James Gray dopo i successi di The lost city of Z e Ad Astra decide di abbandonare il genere per tornare ad un cinema meno “caro” e più autoriale. Con Armageddon Time (il titolo parte da una canzone dei Clash, presente nella colonna sonora, ma ha a che fare con gli stravolgimenti mondiali dovuti anche a presidenti come Reagan e magnati come Trump) concepisce un film semiautobiografico ricordando la propria adolescenza nel Queens nel 1980.
Il suo alter-ego è un ragazzino di famiglia immigrata ebrea, il cui padre (il Jeremy Strong di Succession) è un idraulico non particolarmente ben visto dai genitori della madre (Anne Hathaway in versione “casalinga disperata”), invece benestanti. Il nonno è interpretato da Anthony Hopkins ed è il vero faro della famiglia e l’unico a capire realmente le inquietudini e le aspirazioni del ragazzino, Paul Graff (l’esordiente Banks Repeta un piccolo Antoine Doinel con il viso da bravo ragazzo di Tintin). Infatti Paul vuol diventare artista e non gradisce la rigidità scolastica (ha infatti voluto andare ad una scuola pubblica invece di una privata), inoltre non sopporta le costrizioni famigliari seppur fatte “per il suo bene”. La madre proietta le sue frustrazioni sui figli e il padre riversa su di loro la speranza di una riuscita nella vita a lui negata. Ha un amico di colore orfano e irrequieto, cosa che mette in difficoltà la famiglia perché, pur avendo conosciuto il razzismo sulle loro spalle, lo vedono come cattivo esempio per il figlio “che deve diventare meglio del padre ed avere successo” (Fa eccezione il nonno che quelle umiliazioni subite per essere ebreo le ricorda bene sulla pelle). Finirà che nell’ennesima “biricchinata” Paul riuscirà a sfangarla mentre l’amico avrà la peggio solo perché è nero e senza conoscenze.
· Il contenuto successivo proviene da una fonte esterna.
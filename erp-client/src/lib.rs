pub mod backoffice;
pub mod db;
pub mod domain;

pub use backoffice::{BackOffice, ErpError};
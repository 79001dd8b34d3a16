use std::{fs, path::Path};

use erp_client::{
    domain::{Contract, ContractVersion, MeterLink, MeteringPoint, Partner, PartnerAddress, Profile},
    BackOffice, ErpError,
};
use serde::{Deserialize, Serialize};

#[derive(Debug, Clone, PartialEq, Serialize, Deserialize)]
pub struct FixtureContract {
    #[serde(flatten)]
    pub contract: Contract,
    pub metering_point_id: i64,
}

/// A back-office snapshot exported to JSON.
///
/// Top-level keys (all optional): `profiles`, `meters`, `metering_points`,
/// `contracts`, `contract_versions`, `partners`, `partner_addresses`.
#[derive(Debug, Clone, Default, PartialEq, Serialize, Deserialize)]
#[serde(default)]
pub struct Fixture {
    pub profiles: Vec<Profile>,
    pub meters: Vec<MeterLink>,
    pub metering_points: Vec<MeteringPoint>,
    pub contracts: Vec<FixtureContract>,
    pub contract_versions: Vec<ContractVersion>,
    pub partners: Vec<Partner>,
    pub partner_addresses: Vec<PartnerAddress>,
}

/// `BackOffice` over an in-memory [`Fixture`], for offline runs and tests.
#[derive(Debug, Clone, Default)]
pub struct FixtureBackOffice {
    fixture: Fixture,
}

impl FixtureBackOffice {
    pub fn new(fixture: Fixture) -> Self {
        Self { fixture }
    }

    pub fn from_path<P: AsRef<Path>>(path: P) -> Result<Self, ErpError> {
        let path = path.as_ref();
        let contents = fs::read_to_string(path)
            .map_err(|e| ErpError::Fixture(format!("failed to read {}: {e}", path.display())))?;
        let fixture = serde_json::from_str(&contents)
            .map_err(|e| ErpError::Fixture(format!("invalid fixture {}: {e}", path.display())))?;
        Ok(Self { fixture })
    }
}

fn not_found(model: &'static str, id: i64) -> ErpError {
    ErpError::NotFound { model, id }
}

#[async_trait::async_trait]
impl BackOffice for FixtureBackOffice {
    async fn profiles(&self, limit: usize) -> Result<Vec<Profile>, ErpError> {
        Ok(self.fixture.profiles.iter().take(limit).cloned().collect())
    }

    async fn meter_link(&self, serial: &str) -> Result<Option<MeterLink>, ErpError> {
        Ok(self.fixture.meters.iter().find(|m| m.serial == serial).cloned())
    }

    async fn metering_point(&self, id: i64) -> Result<MeteringPoint, ErpError> {
        self.fixture
            .metering_points
            .iter()
            .find(|mp| mp.id == id)
            .cloned()
            .ok_or_else(|| not_found("giscedata.cups.ps", id))
    }

    async fn contracts_for_metering_points(&self, ids: &[i64]) -> Result<Vec<i64>, ErpError> {
        let mut found: Vec<i64> = self
            .fixture
            .contracts
            .iter()
            .filter(|c| ids.contains(&c.metering_point_id))
            .map(|c| c.contract.id)
            .collect();
        found.sort_unstable();
        Ok(found)
    }

    async fn contract(&self, id: i64) -> Result<Contract, ErpError> {
        self.fixture
            .contracts
            .iter()
            .find(|c| c.contract.id == id)
            .map(|c| c.contract.clone())
            .ok_or_else(|| not_found("giscedata.polissa", id))
    }

    async fn contract_version(&self, id: i64) -> Result<ContractVersion, ErpError> {
        self.fixture
            .contract_versions
            .iter()
            .find(|v| v.id == id)
            .cloned()
            .ok_or_else(|| not_found("giscedata.polissa.modcontractual", id))
    }

    async fn partner(&self, id: i64) -> Result<Partner, ErpError> {
        self.fixture
            .partners
            .iter()
            .find(|p| p.id == id)
            .cloned()
            .ok_or_else(|| not_found("res.partner", id))
    }

    async fn partner_address(&self, id: i64) -> Result<PartnerAddress, ErpError> {
        self.fixture
            .partner_addresses
            .iter()
            .find(|a| a.id == id)
            .cloned()
            .ok_or_else(|| not_found("res.partner.address", id))
    }
}
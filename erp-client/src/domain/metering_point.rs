/// Resolution of a meter serial to the metering point of its contract.
#[derive(Debug, Clone, PartialEq, sqlx::FromRow)]
#[cfg_attr(feature = "serde", derive(serde::Serialize, serde::Deserialize))]
pub struct MeterLink {
    pub serial: String,
    pub metering_point_id: i64,
    pub cups: String,
}

/// A supply point (CUPS) with its address already joined against the
/// municipality, province and country tables.
#[derive(Debug, Clone, Default, PartialEq, sqlx::FromRow)]
#[cfg_attr(feature = "serde", derive(serde::Serialize, serde::Deserialize))]
#[cfg_attr(feature = "serde", serde(default))]
pub struct MeteringPoint {
    pub id: i64,
    pub name: String,
    pub cpo: Option<String>,
    pub cpa: Option<String>,
    pub street_type: Option<String>,
    pub street_name: Option<String>,
    pub number: Option<String>,
    pub staircase: Option<String>,
    pub floor: Option<String>,
    pub door: Option<String>,
    pub postal_code: Option<String>,
    pub parcel_number: Option<String>,
    pub city: Option<String>,
    pub city_code: Option<String>,
    pub province: Option<String>,
    pub province_code: Option<String>,
    pub country: Option<String>,
    pub country_code: Option<String>,
}
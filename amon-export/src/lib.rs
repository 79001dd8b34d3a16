pub mod assemble;
pub mod config;
pub mod identifiers;
pub mod metrics_server;
pub mod observability;
pub mod pipeline;
pub mod schema;
pub mod sinks;
pub mod sources;
pub mod transform;

pub use pipeline::{ExportSettings, Exporter, PipelineError, RunReport};
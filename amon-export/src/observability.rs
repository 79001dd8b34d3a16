use tracing_subscriber::EnvFilter;

pub fn init_tracing() {
    let filter = EnvFilter::try_from_default_env()
        .unwrap_or_else(|_| EnvFilter::new("amon_export=info,erp_client=info"));

    tracing_subscriber::fmt()
        .with_env_filter(filter)
        .with_target(false)
        .init();
}
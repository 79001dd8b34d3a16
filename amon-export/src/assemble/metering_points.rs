use erp_client::{domain::MeteringPoint, BackOffice};
use serde_json::{json, Value};

use super::{finish, record_assembled, AssembleOptions};
use crate::pipeline::{PipelineError, RunContext};
use crate::transform::{assemble_street_address, AddressParts};

pub fn metering_point_payload(metering_point_id: &str, mp: &MeteringPoint) -> Value {
    let street = assemble_street_address(&AddressParts::from(mp));

    json!({
        "meteringPointId": metering_point_id,
        "metadata": {
            "cupsnumber": mp.name,
            "address": {
                "street": (!street.is_empty()).then_some(street),
                "postalCode": mp.postal_code,
                "city": mp.city,
                "cityCode": mp.city_code,
                "province": mp.province,
                "provinceCode": mp.province_code,
                "country": mp.country,
                "countryCode": mp.country_code,
                "parcelNumber": mp.parcel_number,
            },
        },
    })
}

/// Only metering points discovered while assembling readings can be
/// exported: their back-office record id is known from that lookup.
pub async fn assemble_metering_points<B>(
    backoffice: &B,
    ctx: &RunContext,
    metering_point_ids: &[String],
    options: &AssembleOptions,
) -> Result<Vec<Value>, PipelineError>
where
    B: BackOffice + ?Sized,
{
    let mut out = Vec::with_capacity(metering_point_ids.len());

    for id in metering_point_ids {
        let record_id = ctx
            .metering_point_record(id)
            .ok_or_else(|| PipelineError::UnresolvedMeteringPoint(id.clone()))?;
        let mp = backoffice.metering_point(record_id).await?;
        out.push(finish(metering_point_payload(id, &mp), options.mode));
    }

    record_assembled("metering_points", out.len());
    Ok(out)
}

#[cfg(test)]
mod tests {
    use super::*;
    use crate::assemble::OutputMode;
    use crate::sources::{Fixture, FixtureBackOffice};

    fn cups() -> MeteringPoint {
        MeteringPoint {
            id: 9,
            name: "ES0031406912345678JN0F".to_string(),
            street_type: Some("Calle".to_string()),
            street_name: Some("Mayor".to_string()),
            number: Some("12".to_string()),
            postal_code: Some("17001".to_string()),
            city: Some("Girona".to_string()),
            city_code: Some("17079".to_string()),
            province: Some("Girona".to_string()),
            province_code: Some("17".to_string()),
            country: Some("España".to_string()),
            country_code: Some("ES".to_string()),
            ..Default::default()
        }
    }

    #[tokio::test]
    async fn address_block_is_assembled_and_pruned() {
        let backoffice = FixtureBackOffice::new(Fixture {
            metering_points: vec![cups()],
            ..Default::default()
        });
        let mut ctx = RunContext::new();
        ctx.remember_serial("12345", Some(("mp-1".to_string(), 9)));

        let ids = ["mp-1".to_string()];
        let out = assemble_metering_points(&backoffice, &ctx, &ids, &AssembleOptions::default())
            .await
            .unwrap();

        assert_eq!(
            out,
            vec![json!({
                "meteringPointId": "mp-1",
                "metadata": {
                    "cupsnumber": "ES0031406912345678JN0F",
                    "address": {
                        "street": "Calle Mayor, número 12",
                        "postalCode": "17001",
                        "city": "Girona",
                        "cityCode": "17079",
                        "province": "Girona",
                        "provinceCode": "17",
                        "country": "España",
                        "countryCode": "ES",
                    }
                }
            })]
        );
    }

    #[tokio::test]
    async fn raw_mode_keeps_absent_fields() {
        let backoffice = FixtureBackOffice::new(Fixture {
            metering_points: vec![cups()],
            ..Default::default()
        });
        let mut ctx = RunContext::new();
        ctx.remember_serial("12345", Some(("mp-1".to_string(), 9)));
        let options = AssembleOptions {
            mode: OutputMode::Raw,
            ..Default::default()
        };

        let out = assemble_metering_points(&backoffice, &ctx, &["mp-1".to_string()], &options)
            .await
            .unwrap();

        assert!(out[0]["metadata"]["address"]["parcelNumber"].is_null());
        assert!(out[0]["metadata"]["address"]
            .as_object()
            .unwrap()
            .contains_key("parcelNumber"));
    }

    #[tokio::test]
    async fn metering_point_not_seen_during_the_run_is_an_error() {
        let backoffice = FixtureBackOffice::new(Fixture::default());
        let ctx = RunContext::new();

        let ids = ["mp-x".to_string()];
        let err = assemble_metering_points(&backoffice, &ctx, &ids, &AssembleOptions::default())
            .await
            .unwrap_err();

        assert!(matches!(err, PipelineError::UnresolvedMeteringPoint(id) if id == "mp-x"));
    }
}
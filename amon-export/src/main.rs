use amon_export::{
    assemble::AssembleOptions,
    config::{AppConfig, BackendKind},
    metrics_server,
    observability,
    pipeline::{ExportSettings, Exporter},
    sinks::HttpTransport,
    sources::FixtureBackOffice,
    transform,
};
use anyhow::{anyhow, Result};
use clap::Parser;
use erp_client::db::PgBackOffice;

/// Export back-office readings, supply points, devices, contracts and
/// partners as AMON payloads.
#[derive(Parser, Debug)]
#[command(name = "amon-export", version)]
struct Cli {
    /// Maximum number of profile readings fetched this run.
    #[arg(default_value_t = 80)]
    limit: usize,
}

#[tokio::main]
async fn main() -> Result<()> {
    observability::init_tracing();
    let cli = Cli::parse();

    let cfg = AppConfig::load()?;

    if let Some(metrics_cfg) = &cfg.metrics {
        metrics_server::init(&metrics_cfg.bind_addr)?;
    }

    let time_zone = transform::resolve_time_zone(&cfg.erp.source_timezone)?;
    let transport = HttpTransport::new(cfg.transport.url.clone(), cfg.transport.encoding);
    tracing::info!(
        url = transport.url(),
        encoding = ?cfg.transport.encoding,
        "submitting to receiver"
    );

    let settings = ExportSettings {
        limit: cli.limit,
        time_zone,
        company_prefixes: cfg.partners.company_prefixes.clone(),
        options: AssembleOptions::default(),
    };

    let report = match cfg.erp.backend {
        BackendKind::Postgres => {
            tracing::info!(settings = ?cfg.connection, "connecting to back office");
            let backoffice =
                PgBackOffice::connect(cfg.connection.pg_options(), cfg.erp.max_connections)
                    .await?;
            Exporter::new(backoffice, transport, settings).run().await?
        }
        BackendKind::Fixture => {
            let path = cfg
                .erp
                .fixture_path
                .as_ref()
                .ok_or_else(|| anyhow!("erp.fixture_path is required for the fixture backend"))?;
            tracing::info!(path = %path.display(), "reading back-office snapshot");
            let backoffice = FixtureBackOffice::from_path(path)?;
            Exporter::new(backoffice, transport, settings).run().await?
        }
    };

    print!("{}", report.summary());

    Ok(())
}
// logsift - config.rs
//
// JSON configuration document. Every recognised field is optional with a
// documented default; unknown keys are ignored for forward compatibility.
// A missing file falls back to built-in defaults; a malformed file is a
// fatal ConfigError — the caller decides whether to abort or retry with
// defaults before invoking the engine.

use crate::core::model::{KeywordRule, Tag};
use crate::util::constants;
use crate::util::error::ConfigError;
use serde::{Deserialize, Serialize};
use std::path::{Path, PathBuf};

/// The configuration document consumed by the engine's callers.
#[derive(Debug, Clone, Serialize, Deserialize)]
#[serde(default)]
pub struct Config {
    /// Root directory holding the per-serial logger folders.
    pub base_path: Option<PathBuf>,

    /// Serials scanned when the caller passes none explicitly.
    pub default_serials: Vec<String>,

    /// Ordered keyword rules; order is the classification tie-break.
    pub keywords: Vec<KeywordRule>,

    /// Whether `.ZIP` archives are inspected for inner `.LOG` entries.
    pub include_zip: bool,

    /// Prefix for the generated report files.
    pub output_prefix: String,

    /// Keyword matching is case-sensitive unless this is set to false.
    pub case_sensitive: bool,
}

impl Default for Config {
    fn default() -> Self {
        Self {
            base_path: None,
            default_serials: Vec::new(),
            keywords: default_rules(),
            include_zip: true,
            output_prefix: constants::DEFAULT_OUTPUT_PREFIX.to_string(),
            case_sensitive: true,
        }
    }
}

/// Built-in rule set. "mismatch" precedes "match" deliberately: the latter
/// is a substring of the former and first-match order is the tie-break.
pub fn default_rules() -> Vec<KeywordRule> {
    vec![
        KeywordRule {
            pattern: "mismatch".to_string(),
            tag: Tag::Mismatch,
            color: constants::COLOR_MISMATCH.to_string(),
        },
        KeywordRule {
            pattern: "match".to_string(),
            tag: Tag::Match,
            color: constants::COLOR_MATCH.to_string(),
        },
        KeywordRule {
            pattern: "Configuration file:".to_string(),
            tag: Tag::Config,
            color: constants::COLOR_CONFIG.to_string(),
        },
        KeywordRule {
            pattern: "CCP: EPK".to_string(),
            tag: Tag::Match,
            color: constants::COLOR_MATCH.to_string(),
        },
    ]
}

impl Config {
    /// Load a configuration file. A missing file yields the defaults;
    /// malformed JSON is fatal.
    pub fn load(path: &Path) -> Result<Self, ConfigError> {
        if !path.exists() {
            tracing::debug!(path = %path.display(), "No config file, using defaults");
            return Ok(Self::default());
        }
        let text = std::fs::read_to_string(path).map_err(|e| ConfigError::Io {
            path: path.to_path_buf(),
            source: e,
        })?;
        let config: Self = serde_json::from_str(&text).map_err(|e| ConfigError::JsonParse {
            path: path.to_path_buf(),
            source: e,
        })?;
        tracing::debug!(path = %path.display(), rules = config.keywords.len(), "Config loaded");
        Ok(config)
    }

    /// Write a starter configuration file with the built-in defaults.
    pub fn write_default(path: &Path) -> Result<(), ConfigError> {
        let text = serde_json::to_string_pretty(&Self::default())
            .map_err(|e| ConfigError::JsonParse {
                path: path.to_path_buf(),
                source: e,
            })?;
        std::fs::write(path, text).map_err(|e| ConfigError::Io {
            path: path.to_path_buf(),
            source: e,
        })
    }
}

// =============================================================================
// Tests
// =============================================================================
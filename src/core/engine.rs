// logsift - core/engine.rs
//
// Orchestrates one filter run: resolution, reading, classification, and
// vehicle tagging across N serials and a date range.
//
// The engine is synchronous and single-threaded: serials are processed
// sequentially and files within a serial sequentially. It is a one-shot
// batch operation per call; callers that want responsiveness run it on a
// worker of their own and must serialize calls.
//
// Failure policy:
//   - A serial resolving to zero sources is recorded in
//     `serials_without_logs`, never an error.
//   - A source that cannot be read is skipped; the failure is pushed onto
//     `RunResult.diagnostics` and the run continues.
//   - Only a bad base path aborts the run.

use crate::cache::VehicleCache;
use crate::core::archive;
use crate::core::classify::Classifier;
use crate::core::model::{ClassifiedLine, LogSource, RunResult};
use crate::core::resolver::{self, DateWindow};
use crate::core::vehicle;
use crate::util::error::Result;
use chrono::{NaiveDate, Utc};
use std::path::PathBuf;

// =============================================================================
// Run parameters
// =============================================================================

/// The complete parameter surface of one engine invocation. How a caller
/// collects these (CLI flags, GUI fields) is out of scope.
#[derive(Debug, Clone)]
pub struct RunParams {
    /// Root directory holding the per-serial logger folders.
    pub base_path: PathBuf,

    /// Serials to scan, in reporting order.
    pub serials: Vec<String>,

    /// Inclusive lower date bound; `None` = unbounded.
    pub from: Option<NaiveDate>,

    /// Inclusive upper date bound; `None` = unbounded.
    pub to: Option<NaiveDate>,

    /// Whether `.ZIP` archives are inspected for inner `.LOG` entries.
    pub include_zip: bool,

    /// Prefix for the generated report files.
    pub output_prefix: String,
}

impl RunParams {
    pub fn window(&self) -> DateWindow {
        DateWindow::new(self.from, self.to)
    }
}

// =============================================================================
// Filter run
// =============================================================================

/// Execute one filter run. For each serial: resolve sources, read lines,
/// classify them, and tag each kept line with the vehicle name resolved
/// for that serial (cache lookup first, extraction as fallback).
///
/// Lines classified `Plain` are not retained: the engine reports keyword
/// hits, and the absence of a hit carries no information for the reports.
pub fn run(
    params: &RunParams,
    classifier: &Classifier,
    cache: &mut VehicleCache,
) -> Result<RunResult> {
    let window = params.window();
    let mut result = RunResult::default();

    tracing::info!(
        base = %params.base_path.display(),
        serials = params.serials.len(),
        from = ?params.from,
        to = ?params.to,
        include_zip = params.include_zip,
        "Filter run starting"
    );

    for serial in &params.serials {
        let serial = serial.trim();
        if serial.is_empty() {
            continue;
        }

        let (sources, warnings) =
            resolver::resolve(&params.base_path, serial, &window, params.include_zip)?;
        result.diagnostics.extend(warnings);

        if sources.is_empty() {
            tracing::debug!(serial, "No logs found");
            result.serials_without_logs.push(serial.to_string());
            continue;
        }

        let vehicle_name = vehicle_for_serial(serial, &sources, cache, &mut result.diagnostics);

        for source in &sources {
            scan_source(
                source,
                &vehicle_name,
                classifier,
                &mut result.lines,
                &mut result.diagnostics,
            );
        }
    }

    tracing::info!(
        lines = result.lines.len(),
        without_logs = result.serials_without_logs.len(),
        diagnostics = result.diagnostics.len(),
        "Filter run complete"
    );
    Ok(result)
}

/// Classify every line of one source, appending keyword hits to `lines`.
/// Read failures are recorded as diagnostics and the source is skipped.
fn scan_source(
    source: &LogSource,
    vehicle_name: &str,
    classifier: &Classifier,
    lines: &mut Vec<ClassifiedLine>,
    diagnostics: &mut Vec<String>,
) {
    let content = match archive::read_lines(source) {
        Ok(content) => content,
        Err(e) => {
            tracing::warn!(source = %source.display_name(), error = %e, "Skipping source");
            diagnostics.push(format!("Skipped '{}': {e}", source.display_name()));
            return;
        }
    };

    let display = source.display_name();
    for (idx, raw) in content.iter().enumerate() {
        let Some(rule) = classifier.matching_rule(raw) else {
            continue;
        };
        lines.push(ClassifiedLine {
            source_file: display.clone(),
            source_date: source.date,
            serial: source.serial.clone(),
            vehicle: vehicle_name.to_string(),
            line_number: (idx + 1) as u64,
            text: raw.trim().to_string(),
            tag: rule.tag,
            color: rule.color.clone(),
        });
    }
}

/// Vehicle name for a serial: cache lookup first; otherwise extract from
/// the most recent source's content and upsert the cache. The cache is an
/// accelerator only — a missing or failed cache never changes the result,
/// just the amount of reading.
fn vehicle_for_serial(
    serial: &str,
    sources: &[LogSource],
    cache: &mut VehicleCache,
    diagnostics: &mut Vec<String>,
) -> String {
    if let Some(name) = cache.lookup(serial) {
        return name.to_string();
    }

    let Some(latest) = vehicle::most_recent(sources) else {
        return vehicle::UNKNOWN_VEHICLE.to_string();
    };

    let content = match archive::read_lines(latest) {
        Ok(lines) => lines.join("\n"),
        Err(e) => {
            // Filename heuristics can still apply; record the read failure.
            diagnostics.push(format!(
                "Vehicle lookup could not read '{}': {e}",
                latest.display_name()
            ));
            String::new()
        }
    };

    let name = vehicle::extract(&latest.file_name(), &content);
    if name != vehicle::UNKNOWN_VEHICLE {
        cache.upsert(serial, &name, Utc::now());
    }
    name
}

// =============================================================================
// Tests
// =============================================================================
Secondo Gray il 1980 e l’ascesa di Reagan e di Trump (il cui padre era uno dei potenti consiglieri della scuola privata in cui poi Paul è costretto, controvoglia, ad andare) sono stati il punto di svolta perché l’America virasse verso l’individualismo e l’odio per l’altro. Quindi razzismo, differenze di classe, conformismo snobistico e, naturalmente, edonismo reaganiano faranno diventare la sua nazione quello che è oggi. Non per niente lo slogan del film è The end of an era. The beginning of everything.
Film molto personale quindi, sia per le vicende narrate nel quartiere dove il regista è vissuto, sia per la sua visione della società in generale. Un film che richiama naturalmente i 400 colpi truffautiani ma anche il cinema politico, ad esempio, di uno Spike Lee. (Voto 6,5)
A parte l’insegna di Smith’s bar restaurant di New York non vi è altro product placement evidente nel film.